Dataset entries
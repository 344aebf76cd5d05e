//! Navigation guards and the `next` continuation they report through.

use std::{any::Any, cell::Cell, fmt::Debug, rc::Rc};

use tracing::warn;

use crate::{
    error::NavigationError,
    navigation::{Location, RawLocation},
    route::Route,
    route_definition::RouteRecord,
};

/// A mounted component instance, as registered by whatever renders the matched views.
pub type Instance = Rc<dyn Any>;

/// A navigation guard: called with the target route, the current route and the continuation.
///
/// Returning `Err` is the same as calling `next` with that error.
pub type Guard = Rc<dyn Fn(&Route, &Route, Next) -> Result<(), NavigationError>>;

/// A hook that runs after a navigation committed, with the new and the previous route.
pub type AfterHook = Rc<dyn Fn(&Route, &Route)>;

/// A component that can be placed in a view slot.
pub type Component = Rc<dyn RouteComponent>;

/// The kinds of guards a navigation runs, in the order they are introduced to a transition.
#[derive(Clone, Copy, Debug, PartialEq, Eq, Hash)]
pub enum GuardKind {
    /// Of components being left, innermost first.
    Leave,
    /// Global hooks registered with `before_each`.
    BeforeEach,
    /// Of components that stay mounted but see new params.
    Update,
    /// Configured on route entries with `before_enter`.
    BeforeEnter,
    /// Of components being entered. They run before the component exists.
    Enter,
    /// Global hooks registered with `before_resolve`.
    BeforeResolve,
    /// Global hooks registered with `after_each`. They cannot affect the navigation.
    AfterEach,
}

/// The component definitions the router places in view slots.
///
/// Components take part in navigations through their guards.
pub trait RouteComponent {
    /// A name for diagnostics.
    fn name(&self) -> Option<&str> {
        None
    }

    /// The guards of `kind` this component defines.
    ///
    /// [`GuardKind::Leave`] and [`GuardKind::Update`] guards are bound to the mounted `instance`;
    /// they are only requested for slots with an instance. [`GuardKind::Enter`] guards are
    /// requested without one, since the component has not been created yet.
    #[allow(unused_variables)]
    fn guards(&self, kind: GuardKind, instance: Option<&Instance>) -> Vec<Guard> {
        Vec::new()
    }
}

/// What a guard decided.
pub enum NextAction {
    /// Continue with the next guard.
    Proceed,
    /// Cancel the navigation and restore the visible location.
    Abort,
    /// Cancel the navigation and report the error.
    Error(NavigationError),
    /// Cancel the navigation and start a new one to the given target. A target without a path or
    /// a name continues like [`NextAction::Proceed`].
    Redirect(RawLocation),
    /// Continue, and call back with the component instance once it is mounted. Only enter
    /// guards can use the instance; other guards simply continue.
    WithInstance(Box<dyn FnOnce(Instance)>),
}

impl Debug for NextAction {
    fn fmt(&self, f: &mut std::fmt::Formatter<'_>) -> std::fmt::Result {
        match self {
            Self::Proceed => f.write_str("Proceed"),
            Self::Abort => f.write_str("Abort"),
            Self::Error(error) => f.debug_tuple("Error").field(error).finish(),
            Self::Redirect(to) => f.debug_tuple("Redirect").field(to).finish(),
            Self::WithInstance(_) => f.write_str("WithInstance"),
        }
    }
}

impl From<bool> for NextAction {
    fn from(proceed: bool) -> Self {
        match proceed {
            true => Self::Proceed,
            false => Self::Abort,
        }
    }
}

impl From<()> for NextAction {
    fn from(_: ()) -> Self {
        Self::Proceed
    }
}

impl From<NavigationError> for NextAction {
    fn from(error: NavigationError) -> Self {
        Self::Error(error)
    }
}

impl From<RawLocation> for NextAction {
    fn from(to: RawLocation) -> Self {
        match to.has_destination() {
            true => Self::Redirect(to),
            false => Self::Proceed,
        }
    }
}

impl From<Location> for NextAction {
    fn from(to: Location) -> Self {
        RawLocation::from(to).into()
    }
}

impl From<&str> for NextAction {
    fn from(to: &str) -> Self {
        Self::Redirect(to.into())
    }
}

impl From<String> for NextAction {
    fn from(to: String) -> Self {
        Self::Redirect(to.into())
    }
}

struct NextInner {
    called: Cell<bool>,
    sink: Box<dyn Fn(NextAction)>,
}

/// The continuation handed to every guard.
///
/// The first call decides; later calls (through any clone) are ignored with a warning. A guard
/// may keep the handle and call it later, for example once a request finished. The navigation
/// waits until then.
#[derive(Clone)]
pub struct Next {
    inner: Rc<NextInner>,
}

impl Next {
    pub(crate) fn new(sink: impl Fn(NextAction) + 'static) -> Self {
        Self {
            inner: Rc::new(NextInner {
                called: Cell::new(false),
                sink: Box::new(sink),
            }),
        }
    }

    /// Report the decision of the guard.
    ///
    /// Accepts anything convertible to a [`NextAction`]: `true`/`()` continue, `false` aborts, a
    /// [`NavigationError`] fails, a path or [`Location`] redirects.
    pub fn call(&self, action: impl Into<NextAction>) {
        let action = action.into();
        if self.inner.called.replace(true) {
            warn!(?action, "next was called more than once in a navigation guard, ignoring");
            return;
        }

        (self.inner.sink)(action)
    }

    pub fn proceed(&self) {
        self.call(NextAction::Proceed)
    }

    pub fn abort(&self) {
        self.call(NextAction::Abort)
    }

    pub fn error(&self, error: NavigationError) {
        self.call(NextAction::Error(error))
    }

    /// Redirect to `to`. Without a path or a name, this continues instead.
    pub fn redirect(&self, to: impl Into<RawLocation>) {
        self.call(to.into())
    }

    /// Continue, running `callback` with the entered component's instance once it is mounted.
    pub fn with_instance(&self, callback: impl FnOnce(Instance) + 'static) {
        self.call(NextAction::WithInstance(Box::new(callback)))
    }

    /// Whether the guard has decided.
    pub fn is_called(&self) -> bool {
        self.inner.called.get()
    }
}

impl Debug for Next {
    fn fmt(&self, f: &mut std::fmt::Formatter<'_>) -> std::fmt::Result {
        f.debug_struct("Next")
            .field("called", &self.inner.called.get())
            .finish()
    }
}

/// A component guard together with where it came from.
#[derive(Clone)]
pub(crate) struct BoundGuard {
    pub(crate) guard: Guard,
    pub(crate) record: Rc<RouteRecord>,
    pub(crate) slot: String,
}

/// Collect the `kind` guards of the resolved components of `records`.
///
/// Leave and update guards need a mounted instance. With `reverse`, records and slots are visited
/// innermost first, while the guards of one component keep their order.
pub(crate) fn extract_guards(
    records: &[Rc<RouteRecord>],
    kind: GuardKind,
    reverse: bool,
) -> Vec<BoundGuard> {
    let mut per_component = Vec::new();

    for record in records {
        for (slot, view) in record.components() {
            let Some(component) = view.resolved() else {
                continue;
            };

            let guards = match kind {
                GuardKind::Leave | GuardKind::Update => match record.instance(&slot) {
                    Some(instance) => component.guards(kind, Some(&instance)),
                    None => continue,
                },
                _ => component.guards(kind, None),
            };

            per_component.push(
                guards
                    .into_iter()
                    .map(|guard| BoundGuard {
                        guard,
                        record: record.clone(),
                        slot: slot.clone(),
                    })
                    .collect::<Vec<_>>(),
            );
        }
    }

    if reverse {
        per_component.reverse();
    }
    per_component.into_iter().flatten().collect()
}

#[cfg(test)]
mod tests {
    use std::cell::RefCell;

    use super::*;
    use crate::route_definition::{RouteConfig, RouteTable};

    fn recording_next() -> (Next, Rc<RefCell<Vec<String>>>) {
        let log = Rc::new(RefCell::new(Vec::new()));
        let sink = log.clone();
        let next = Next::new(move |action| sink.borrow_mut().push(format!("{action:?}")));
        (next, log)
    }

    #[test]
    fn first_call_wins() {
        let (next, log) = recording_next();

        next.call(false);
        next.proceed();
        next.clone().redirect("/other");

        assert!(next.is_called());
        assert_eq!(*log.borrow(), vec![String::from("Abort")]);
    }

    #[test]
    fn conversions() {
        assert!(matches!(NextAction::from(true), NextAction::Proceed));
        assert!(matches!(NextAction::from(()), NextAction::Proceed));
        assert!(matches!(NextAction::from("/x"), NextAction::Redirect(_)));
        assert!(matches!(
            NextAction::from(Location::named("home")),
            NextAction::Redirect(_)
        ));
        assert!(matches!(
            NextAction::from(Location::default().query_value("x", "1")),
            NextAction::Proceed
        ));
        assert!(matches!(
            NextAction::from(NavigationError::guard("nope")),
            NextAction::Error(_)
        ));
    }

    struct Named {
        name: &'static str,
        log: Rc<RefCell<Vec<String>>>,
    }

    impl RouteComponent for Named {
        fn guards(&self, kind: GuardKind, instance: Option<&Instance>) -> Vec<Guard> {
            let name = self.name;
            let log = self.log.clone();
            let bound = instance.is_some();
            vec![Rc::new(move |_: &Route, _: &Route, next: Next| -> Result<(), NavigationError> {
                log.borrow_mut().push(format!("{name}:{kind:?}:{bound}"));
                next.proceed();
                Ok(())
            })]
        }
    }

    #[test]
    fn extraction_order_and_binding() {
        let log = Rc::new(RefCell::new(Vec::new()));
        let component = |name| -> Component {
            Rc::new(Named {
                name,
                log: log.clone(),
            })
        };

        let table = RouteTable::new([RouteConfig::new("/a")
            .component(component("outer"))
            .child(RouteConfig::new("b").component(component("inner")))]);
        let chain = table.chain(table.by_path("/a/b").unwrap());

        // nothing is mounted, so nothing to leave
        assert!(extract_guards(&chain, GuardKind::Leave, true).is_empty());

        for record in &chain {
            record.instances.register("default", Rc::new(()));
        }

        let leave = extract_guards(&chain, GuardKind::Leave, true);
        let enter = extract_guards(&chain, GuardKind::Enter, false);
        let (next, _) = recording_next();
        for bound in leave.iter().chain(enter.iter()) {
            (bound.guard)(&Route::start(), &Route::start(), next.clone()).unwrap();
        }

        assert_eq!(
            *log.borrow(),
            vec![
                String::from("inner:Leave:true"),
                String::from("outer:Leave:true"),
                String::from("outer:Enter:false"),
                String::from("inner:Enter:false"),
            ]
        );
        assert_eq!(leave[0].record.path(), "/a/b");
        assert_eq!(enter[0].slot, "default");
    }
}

Your instructions >>
Reproduce each line of the data containing the word "being".

Exercise output >>
    /// Of components being left, innermost first.
    /// Of components being entered. They run before the component exists.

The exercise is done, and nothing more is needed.